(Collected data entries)
++++++++
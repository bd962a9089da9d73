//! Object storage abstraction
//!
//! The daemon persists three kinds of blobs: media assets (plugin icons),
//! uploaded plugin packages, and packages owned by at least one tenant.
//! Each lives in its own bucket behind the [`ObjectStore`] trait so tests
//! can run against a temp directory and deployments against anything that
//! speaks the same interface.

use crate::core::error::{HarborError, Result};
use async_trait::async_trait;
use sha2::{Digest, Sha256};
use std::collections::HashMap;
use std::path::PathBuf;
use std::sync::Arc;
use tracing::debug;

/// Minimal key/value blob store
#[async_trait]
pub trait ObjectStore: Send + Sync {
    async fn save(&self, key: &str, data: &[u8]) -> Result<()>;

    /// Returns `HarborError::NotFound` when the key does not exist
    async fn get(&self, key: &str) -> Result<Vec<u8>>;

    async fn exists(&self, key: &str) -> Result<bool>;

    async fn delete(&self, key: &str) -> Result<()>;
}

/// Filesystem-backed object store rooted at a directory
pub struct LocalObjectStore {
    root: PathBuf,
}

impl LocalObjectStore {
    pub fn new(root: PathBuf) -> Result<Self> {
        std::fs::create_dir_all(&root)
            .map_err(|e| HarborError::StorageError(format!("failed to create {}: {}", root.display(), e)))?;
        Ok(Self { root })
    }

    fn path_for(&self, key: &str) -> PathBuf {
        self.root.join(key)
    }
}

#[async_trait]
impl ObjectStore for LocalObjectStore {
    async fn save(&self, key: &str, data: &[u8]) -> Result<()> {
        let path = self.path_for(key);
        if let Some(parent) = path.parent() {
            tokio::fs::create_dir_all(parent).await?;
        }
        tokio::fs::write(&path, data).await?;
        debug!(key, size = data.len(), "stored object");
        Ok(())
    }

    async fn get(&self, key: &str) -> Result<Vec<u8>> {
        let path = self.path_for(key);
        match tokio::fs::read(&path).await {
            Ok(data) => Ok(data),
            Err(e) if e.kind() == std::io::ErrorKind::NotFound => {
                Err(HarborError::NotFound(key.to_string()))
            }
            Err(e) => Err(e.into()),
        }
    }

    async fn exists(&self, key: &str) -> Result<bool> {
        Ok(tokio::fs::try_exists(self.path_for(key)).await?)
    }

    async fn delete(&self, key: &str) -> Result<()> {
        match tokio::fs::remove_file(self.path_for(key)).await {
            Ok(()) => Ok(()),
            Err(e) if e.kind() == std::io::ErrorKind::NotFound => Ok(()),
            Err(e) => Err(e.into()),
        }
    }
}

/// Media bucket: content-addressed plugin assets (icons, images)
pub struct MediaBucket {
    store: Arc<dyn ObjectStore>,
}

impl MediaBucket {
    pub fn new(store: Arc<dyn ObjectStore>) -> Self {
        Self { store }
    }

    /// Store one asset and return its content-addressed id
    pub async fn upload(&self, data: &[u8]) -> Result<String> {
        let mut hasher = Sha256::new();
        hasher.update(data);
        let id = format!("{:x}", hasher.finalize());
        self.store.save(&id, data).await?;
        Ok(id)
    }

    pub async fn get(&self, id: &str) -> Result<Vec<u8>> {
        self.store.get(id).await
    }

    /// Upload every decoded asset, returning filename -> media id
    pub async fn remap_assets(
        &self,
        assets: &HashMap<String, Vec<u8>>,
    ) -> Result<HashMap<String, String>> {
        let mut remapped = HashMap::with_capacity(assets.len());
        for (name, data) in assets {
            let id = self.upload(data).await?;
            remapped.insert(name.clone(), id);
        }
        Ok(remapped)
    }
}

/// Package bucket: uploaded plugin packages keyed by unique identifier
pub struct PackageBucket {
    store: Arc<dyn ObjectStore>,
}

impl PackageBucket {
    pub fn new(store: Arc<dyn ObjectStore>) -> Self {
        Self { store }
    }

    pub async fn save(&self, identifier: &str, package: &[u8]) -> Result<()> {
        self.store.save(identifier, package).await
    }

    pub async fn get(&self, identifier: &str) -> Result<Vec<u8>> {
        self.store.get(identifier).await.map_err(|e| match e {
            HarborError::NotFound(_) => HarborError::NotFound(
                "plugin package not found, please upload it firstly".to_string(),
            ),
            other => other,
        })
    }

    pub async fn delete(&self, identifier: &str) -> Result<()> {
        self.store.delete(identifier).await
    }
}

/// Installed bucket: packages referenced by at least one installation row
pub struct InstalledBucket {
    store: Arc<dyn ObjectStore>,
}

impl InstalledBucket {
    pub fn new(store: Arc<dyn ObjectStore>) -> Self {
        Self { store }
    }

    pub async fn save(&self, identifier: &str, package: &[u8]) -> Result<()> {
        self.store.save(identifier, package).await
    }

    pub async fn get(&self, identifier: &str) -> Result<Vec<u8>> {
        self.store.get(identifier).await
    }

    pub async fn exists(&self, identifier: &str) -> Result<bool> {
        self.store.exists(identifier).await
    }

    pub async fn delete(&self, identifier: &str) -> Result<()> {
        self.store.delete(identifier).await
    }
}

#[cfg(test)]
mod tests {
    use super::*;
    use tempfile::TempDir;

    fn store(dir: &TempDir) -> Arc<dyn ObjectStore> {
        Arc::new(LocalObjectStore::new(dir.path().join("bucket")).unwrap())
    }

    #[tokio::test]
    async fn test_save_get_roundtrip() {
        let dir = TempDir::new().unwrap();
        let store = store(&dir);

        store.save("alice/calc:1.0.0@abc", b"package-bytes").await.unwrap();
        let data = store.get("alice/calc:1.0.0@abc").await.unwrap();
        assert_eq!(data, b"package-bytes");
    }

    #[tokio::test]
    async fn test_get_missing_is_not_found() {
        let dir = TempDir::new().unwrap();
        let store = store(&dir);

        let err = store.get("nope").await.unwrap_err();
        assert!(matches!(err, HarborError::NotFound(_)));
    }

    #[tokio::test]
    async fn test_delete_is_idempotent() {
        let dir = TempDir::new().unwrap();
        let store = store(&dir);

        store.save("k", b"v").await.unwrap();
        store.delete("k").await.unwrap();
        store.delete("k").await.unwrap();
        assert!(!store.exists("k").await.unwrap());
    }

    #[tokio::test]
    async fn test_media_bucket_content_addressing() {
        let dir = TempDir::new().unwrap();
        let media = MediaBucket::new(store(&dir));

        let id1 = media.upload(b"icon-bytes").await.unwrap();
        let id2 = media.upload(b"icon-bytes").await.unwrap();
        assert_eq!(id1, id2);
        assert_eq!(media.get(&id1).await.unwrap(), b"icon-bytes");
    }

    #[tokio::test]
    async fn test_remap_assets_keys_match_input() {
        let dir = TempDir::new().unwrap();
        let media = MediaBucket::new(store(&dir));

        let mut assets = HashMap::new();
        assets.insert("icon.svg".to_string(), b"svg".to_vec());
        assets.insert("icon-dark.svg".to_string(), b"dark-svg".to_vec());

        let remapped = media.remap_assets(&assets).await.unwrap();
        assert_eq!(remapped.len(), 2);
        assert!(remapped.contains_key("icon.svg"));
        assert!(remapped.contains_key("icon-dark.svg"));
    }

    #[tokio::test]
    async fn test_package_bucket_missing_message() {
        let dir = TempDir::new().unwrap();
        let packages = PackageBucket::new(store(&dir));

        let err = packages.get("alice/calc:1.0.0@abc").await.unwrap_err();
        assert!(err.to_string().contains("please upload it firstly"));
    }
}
++++++++
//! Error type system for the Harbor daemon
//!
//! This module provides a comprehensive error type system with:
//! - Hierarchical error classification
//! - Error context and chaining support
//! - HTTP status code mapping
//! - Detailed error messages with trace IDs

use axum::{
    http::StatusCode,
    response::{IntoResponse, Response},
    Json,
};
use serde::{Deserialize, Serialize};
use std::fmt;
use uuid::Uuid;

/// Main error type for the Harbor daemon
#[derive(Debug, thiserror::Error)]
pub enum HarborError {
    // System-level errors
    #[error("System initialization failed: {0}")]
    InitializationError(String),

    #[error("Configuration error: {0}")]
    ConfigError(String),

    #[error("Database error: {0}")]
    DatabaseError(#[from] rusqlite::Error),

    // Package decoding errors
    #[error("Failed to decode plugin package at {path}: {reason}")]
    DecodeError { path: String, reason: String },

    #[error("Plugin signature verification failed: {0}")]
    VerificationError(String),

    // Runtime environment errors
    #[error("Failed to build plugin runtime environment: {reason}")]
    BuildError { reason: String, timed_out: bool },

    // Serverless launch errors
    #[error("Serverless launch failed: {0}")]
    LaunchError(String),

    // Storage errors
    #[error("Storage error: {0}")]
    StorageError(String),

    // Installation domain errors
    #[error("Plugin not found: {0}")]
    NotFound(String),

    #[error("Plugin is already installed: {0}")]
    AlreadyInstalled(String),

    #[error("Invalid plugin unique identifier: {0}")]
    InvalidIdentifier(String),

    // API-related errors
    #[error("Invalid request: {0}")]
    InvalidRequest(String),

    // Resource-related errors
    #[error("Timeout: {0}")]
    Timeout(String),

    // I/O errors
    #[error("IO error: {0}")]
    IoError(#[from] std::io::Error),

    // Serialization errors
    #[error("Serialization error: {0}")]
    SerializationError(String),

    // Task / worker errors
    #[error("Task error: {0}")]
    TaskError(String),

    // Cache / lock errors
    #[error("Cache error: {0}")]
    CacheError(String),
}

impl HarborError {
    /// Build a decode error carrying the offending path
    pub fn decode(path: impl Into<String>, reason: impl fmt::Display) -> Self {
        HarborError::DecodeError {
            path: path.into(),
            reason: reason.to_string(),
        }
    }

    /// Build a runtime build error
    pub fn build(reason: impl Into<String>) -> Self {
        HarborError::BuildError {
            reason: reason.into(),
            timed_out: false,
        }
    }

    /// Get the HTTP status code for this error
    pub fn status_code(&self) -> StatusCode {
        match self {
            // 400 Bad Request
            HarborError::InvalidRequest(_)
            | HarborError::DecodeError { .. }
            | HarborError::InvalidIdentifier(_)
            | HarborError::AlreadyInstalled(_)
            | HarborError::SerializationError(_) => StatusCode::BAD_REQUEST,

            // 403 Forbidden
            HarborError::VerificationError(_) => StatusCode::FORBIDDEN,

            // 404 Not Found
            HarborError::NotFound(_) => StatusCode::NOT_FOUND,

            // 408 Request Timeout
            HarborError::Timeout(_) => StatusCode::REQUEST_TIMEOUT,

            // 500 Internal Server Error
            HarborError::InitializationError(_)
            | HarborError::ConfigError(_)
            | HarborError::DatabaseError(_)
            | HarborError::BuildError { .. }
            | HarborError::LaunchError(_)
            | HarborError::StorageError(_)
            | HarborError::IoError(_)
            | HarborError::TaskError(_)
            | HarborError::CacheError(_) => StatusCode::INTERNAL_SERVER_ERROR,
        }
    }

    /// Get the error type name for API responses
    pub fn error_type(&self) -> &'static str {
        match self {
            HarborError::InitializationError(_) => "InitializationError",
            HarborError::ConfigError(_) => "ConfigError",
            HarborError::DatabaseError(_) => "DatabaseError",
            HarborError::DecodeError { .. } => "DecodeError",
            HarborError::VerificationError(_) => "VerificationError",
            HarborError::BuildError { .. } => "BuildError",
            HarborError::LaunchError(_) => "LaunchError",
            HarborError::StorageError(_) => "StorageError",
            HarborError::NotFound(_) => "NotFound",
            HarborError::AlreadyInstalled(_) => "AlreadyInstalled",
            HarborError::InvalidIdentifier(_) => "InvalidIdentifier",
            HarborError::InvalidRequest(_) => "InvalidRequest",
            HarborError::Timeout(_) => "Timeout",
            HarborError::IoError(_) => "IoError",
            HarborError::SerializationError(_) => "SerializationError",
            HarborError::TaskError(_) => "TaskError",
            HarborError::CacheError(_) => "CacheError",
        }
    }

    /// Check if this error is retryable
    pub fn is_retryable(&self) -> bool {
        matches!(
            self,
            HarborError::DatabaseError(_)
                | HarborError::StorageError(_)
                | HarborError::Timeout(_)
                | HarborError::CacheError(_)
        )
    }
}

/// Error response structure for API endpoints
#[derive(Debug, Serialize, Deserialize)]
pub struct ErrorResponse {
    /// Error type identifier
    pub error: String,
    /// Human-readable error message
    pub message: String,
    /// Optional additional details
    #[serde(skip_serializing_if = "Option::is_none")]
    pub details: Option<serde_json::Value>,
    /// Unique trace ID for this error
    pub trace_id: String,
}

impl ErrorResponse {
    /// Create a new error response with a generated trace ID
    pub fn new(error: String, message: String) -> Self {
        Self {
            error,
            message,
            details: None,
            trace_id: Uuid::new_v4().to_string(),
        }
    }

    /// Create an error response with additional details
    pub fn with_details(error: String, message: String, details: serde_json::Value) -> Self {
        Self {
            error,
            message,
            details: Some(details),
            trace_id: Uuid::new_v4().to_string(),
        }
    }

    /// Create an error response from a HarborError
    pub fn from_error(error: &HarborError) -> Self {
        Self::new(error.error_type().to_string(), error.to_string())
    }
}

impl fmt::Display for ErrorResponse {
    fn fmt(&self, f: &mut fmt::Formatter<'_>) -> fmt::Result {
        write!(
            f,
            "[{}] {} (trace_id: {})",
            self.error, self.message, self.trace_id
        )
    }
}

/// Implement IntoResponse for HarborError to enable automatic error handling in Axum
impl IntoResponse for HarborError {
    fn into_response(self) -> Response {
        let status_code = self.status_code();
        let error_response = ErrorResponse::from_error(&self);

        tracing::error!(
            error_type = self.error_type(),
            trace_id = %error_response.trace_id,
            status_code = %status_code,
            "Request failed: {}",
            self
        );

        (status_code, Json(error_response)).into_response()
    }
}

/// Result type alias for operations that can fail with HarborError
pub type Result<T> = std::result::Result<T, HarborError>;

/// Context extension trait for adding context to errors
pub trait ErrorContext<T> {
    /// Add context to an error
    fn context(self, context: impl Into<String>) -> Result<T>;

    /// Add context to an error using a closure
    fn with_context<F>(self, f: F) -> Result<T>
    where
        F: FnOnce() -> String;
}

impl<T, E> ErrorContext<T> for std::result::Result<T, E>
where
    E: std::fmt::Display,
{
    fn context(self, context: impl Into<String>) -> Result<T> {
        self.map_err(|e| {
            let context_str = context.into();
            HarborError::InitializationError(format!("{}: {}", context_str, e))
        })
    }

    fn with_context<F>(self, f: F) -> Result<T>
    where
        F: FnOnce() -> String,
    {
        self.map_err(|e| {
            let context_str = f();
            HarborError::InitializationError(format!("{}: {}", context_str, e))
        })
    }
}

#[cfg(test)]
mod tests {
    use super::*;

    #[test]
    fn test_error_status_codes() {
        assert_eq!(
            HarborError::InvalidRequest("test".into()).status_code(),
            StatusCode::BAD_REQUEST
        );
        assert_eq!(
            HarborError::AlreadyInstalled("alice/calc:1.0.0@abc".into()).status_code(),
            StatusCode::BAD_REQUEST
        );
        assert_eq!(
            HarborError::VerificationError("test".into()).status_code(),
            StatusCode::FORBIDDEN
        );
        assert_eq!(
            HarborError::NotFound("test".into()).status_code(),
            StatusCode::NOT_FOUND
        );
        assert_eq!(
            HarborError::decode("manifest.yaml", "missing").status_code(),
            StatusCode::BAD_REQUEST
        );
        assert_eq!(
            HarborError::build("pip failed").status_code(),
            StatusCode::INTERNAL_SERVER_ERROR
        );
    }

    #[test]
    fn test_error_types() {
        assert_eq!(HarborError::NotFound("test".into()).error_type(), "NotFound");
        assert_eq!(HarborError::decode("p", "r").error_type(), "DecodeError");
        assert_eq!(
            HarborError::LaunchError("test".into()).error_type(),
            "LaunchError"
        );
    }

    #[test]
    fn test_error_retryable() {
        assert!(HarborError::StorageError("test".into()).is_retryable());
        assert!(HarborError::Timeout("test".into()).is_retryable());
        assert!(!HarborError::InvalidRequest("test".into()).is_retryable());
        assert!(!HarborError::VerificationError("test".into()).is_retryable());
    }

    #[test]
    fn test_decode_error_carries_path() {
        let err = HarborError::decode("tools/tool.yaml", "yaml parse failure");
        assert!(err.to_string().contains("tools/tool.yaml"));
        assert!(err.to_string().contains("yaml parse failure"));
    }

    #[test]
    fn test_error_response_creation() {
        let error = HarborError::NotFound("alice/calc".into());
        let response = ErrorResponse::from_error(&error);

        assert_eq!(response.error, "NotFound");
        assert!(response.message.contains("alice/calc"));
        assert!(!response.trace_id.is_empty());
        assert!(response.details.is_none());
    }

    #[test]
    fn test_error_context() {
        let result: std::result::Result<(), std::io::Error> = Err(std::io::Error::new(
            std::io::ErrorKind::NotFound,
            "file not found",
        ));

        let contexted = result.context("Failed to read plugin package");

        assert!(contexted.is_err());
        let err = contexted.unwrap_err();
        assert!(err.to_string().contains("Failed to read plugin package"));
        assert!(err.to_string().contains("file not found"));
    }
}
++++++++
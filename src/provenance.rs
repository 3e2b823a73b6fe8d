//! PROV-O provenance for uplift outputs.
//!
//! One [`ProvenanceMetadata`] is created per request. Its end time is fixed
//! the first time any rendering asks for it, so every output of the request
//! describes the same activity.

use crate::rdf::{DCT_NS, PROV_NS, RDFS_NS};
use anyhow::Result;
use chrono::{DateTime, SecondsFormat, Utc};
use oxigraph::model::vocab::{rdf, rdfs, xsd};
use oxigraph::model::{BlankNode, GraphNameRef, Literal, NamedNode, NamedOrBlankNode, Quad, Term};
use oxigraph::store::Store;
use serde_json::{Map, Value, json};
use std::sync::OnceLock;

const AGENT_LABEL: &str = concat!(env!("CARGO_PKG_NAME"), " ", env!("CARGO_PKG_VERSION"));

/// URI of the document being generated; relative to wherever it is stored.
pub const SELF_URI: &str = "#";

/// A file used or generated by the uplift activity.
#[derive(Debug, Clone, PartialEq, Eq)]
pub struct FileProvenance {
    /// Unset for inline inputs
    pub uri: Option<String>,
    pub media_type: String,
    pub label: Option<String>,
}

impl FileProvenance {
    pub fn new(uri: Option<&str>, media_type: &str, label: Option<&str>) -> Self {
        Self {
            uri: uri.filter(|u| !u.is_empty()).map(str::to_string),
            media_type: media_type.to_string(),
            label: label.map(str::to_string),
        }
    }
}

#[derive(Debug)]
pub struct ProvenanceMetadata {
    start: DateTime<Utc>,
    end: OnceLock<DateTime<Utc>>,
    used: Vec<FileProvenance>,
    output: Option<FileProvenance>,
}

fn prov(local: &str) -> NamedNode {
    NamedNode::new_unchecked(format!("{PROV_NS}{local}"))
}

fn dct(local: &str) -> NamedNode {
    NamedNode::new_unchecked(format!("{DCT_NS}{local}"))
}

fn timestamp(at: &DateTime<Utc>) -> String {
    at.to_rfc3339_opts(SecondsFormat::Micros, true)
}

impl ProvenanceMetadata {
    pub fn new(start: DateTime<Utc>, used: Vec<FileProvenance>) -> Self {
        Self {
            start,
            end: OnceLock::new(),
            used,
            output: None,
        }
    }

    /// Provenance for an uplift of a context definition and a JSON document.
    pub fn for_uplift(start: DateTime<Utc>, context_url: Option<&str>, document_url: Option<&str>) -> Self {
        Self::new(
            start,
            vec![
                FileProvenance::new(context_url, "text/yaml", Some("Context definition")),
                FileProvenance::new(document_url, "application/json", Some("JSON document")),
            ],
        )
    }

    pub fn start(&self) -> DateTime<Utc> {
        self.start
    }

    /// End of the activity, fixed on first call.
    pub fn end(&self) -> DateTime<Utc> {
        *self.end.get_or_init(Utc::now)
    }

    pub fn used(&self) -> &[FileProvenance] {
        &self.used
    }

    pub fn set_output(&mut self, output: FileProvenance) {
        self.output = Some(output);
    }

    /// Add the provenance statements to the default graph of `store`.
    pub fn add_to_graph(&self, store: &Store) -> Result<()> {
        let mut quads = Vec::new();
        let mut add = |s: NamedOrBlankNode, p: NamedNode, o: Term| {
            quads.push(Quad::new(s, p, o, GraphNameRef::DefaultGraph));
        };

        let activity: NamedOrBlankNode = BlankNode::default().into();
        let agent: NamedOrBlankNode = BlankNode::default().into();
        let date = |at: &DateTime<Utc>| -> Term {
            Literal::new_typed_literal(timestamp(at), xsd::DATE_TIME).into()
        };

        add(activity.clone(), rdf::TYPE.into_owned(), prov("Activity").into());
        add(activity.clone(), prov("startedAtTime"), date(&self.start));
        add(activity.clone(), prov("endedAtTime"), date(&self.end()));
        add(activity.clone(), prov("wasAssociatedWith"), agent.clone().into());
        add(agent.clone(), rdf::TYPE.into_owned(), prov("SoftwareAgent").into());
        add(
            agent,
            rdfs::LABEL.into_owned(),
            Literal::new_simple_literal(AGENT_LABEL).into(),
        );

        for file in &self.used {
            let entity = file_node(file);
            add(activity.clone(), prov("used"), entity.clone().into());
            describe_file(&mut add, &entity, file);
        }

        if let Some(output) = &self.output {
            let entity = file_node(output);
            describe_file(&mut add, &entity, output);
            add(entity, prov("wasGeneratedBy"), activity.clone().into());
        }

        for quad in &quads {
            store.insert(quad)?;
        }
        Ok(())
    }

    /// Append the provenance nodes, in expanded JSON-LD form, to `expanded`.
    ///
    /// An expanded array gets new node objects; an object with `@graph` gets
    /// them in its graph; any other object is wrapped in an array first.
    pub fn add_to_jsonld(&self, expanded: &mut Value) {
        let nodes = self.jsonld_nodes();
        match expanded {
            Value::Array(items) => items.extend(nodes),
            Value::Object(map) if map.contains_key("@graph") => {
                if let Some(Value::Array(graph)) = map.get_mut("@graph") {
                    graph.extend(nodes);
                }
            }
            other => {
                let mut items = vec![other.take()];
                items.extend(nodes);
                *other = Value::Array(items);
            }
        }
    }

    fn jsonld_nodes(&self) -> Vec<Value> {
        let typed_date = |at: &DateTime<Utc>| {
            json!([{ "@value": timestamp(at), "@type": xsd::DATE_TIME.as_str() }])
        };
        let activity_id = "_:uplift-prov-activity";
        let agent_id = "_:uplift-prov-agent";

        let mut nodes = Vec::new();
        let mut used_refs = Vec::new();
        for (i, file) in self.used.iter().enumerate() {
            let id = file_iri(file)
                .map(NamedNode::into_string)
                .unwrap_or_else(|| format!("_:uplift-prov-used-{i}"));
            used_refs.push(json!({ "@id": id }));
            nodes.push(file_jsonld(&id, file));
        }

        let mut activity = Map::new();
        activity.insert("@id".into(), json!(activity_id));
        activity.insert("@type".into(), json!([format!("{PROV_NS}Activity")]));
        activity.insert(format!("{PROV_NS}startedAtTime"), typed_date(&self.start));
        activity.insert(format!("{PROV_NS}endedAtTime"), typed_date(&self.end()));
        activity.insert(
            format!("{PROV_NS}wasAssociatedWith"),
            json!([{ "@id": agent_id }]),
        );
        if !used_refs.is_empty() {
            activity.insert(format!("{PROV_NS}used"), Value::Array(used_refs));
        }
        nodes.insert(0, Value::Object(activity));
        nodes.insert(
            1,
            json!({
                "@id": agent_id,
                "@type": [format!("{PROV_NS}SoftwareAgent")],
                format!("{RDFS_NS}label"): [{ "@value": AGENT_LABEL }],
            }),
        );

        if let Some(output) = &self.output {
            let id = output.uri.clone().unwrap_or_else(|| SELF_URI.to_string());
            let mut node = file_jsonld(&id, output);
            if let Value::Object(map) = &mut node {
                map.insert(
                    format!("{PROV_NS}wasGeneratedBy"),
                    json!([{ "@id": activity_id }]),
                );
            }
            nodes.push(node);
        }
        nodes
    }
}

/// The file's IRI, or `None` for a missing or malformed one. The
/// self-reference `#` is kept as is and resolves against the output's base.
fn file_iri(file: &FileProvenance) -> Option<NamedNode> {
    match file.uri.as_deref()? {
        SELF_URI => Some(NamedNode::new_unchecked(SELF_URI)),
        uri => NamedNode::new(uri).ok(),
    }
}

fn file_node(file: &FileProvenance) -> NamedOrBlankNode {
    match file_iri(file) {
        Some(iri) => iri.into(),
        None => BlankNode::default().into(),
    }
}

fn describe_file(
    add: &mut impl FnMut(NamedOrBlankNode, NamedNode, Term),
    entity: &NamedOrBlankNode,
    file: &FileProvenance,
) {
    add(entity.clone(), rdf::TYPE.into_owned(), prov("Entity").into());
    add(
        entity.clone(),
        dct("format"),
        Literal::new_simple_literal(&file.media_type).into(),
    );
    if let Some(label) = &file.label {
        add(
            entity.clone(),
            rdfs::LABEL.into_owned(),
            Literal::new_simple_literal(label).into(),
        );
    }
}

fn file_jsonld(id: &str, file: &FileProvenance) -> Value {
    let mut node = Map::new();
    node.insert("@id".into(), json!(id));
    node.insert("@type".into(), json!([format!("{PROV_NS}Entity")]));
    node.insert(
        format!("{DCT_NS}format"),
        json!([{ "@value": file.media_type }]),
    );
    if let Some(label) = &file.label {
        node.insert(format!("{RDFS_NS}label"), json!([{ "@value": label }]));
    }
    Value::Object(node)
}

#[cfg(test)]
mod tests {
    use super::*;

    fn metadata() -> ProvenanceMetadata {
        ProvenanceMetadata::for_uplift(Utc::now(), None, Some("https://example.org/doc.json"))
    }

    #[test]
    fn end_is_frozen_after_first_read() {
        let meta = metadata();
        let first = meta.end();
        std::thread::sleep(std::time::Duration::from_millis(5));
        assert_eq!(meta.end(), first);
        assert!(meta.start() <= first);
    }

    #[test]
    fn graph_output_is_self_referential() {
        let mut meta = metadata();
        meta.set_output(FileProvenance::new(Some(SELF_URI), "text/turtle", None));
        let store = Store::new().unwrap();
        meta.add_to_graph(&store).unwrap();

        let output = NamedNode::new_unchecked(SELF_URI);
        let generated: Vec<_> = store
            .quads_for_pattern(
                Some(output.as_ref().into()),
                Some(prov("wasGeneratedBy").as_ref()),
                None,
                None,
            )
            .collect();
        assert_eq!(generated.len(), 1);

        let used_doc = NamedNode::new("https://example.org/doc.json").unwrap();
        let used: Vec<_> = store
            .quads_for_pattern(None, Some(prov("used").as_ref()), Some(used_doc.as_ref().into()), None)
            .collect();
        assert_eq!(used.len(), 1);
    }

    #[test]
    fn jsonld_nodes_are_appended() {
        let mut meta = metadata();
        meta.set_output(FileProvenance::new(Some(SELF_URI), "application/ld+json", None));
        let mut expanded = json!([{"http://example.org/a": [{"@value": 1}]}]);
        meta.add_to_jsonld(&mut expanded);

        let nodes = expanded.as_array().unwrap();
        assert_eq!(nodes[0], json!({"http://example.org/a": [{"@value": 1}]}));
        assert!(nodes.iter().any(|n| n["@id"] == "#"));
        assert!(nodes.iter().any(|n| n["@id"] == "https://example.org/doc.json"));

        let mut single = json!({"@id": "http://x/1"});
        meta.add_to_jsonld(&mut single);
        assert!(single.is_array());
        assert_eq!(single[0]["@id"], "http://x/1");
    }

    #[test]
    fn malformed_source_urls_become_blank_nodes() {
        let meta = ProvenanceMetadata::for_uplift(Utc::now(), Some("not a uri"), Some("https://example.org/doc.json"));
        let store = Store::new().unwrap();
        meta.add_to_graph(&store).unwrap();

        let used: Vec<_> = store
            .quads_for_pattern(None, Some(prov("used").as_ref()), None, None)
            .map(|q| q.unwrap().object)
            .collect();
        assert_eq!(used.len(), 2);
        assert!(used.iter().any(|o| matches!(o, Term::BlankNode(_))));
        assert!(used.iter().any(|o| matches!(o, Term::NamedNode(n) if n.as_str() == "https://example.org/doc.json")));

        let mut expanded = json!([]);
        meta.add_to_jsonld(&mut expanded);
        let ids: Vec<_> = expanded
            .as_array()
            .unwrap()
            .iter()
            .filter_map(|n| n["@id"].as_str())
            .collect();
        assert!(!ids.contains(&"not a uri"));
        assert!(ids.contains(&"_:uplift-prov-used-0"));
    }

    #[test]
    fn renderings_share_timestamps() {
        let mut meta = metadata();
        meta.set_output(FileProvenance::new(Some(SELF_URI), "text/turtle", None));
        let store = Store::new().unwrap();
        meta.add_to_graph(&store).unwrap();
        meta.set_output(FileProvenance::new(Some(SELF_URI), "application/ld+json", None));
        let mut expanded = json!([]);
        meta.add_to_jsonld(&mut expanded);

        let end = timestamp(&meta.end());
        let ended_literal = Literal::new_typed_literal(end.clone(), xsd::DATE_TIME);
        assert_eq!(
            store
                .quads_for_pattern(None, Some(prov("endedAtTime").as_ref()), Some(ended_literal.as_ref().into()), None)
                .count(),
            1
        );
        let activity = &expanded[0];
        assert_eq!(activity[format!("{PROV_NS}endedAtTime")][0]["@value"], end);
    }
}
++++++++
Exercise instructions — Only a number should come back: the count of lines above that include "alice".

Written response — 6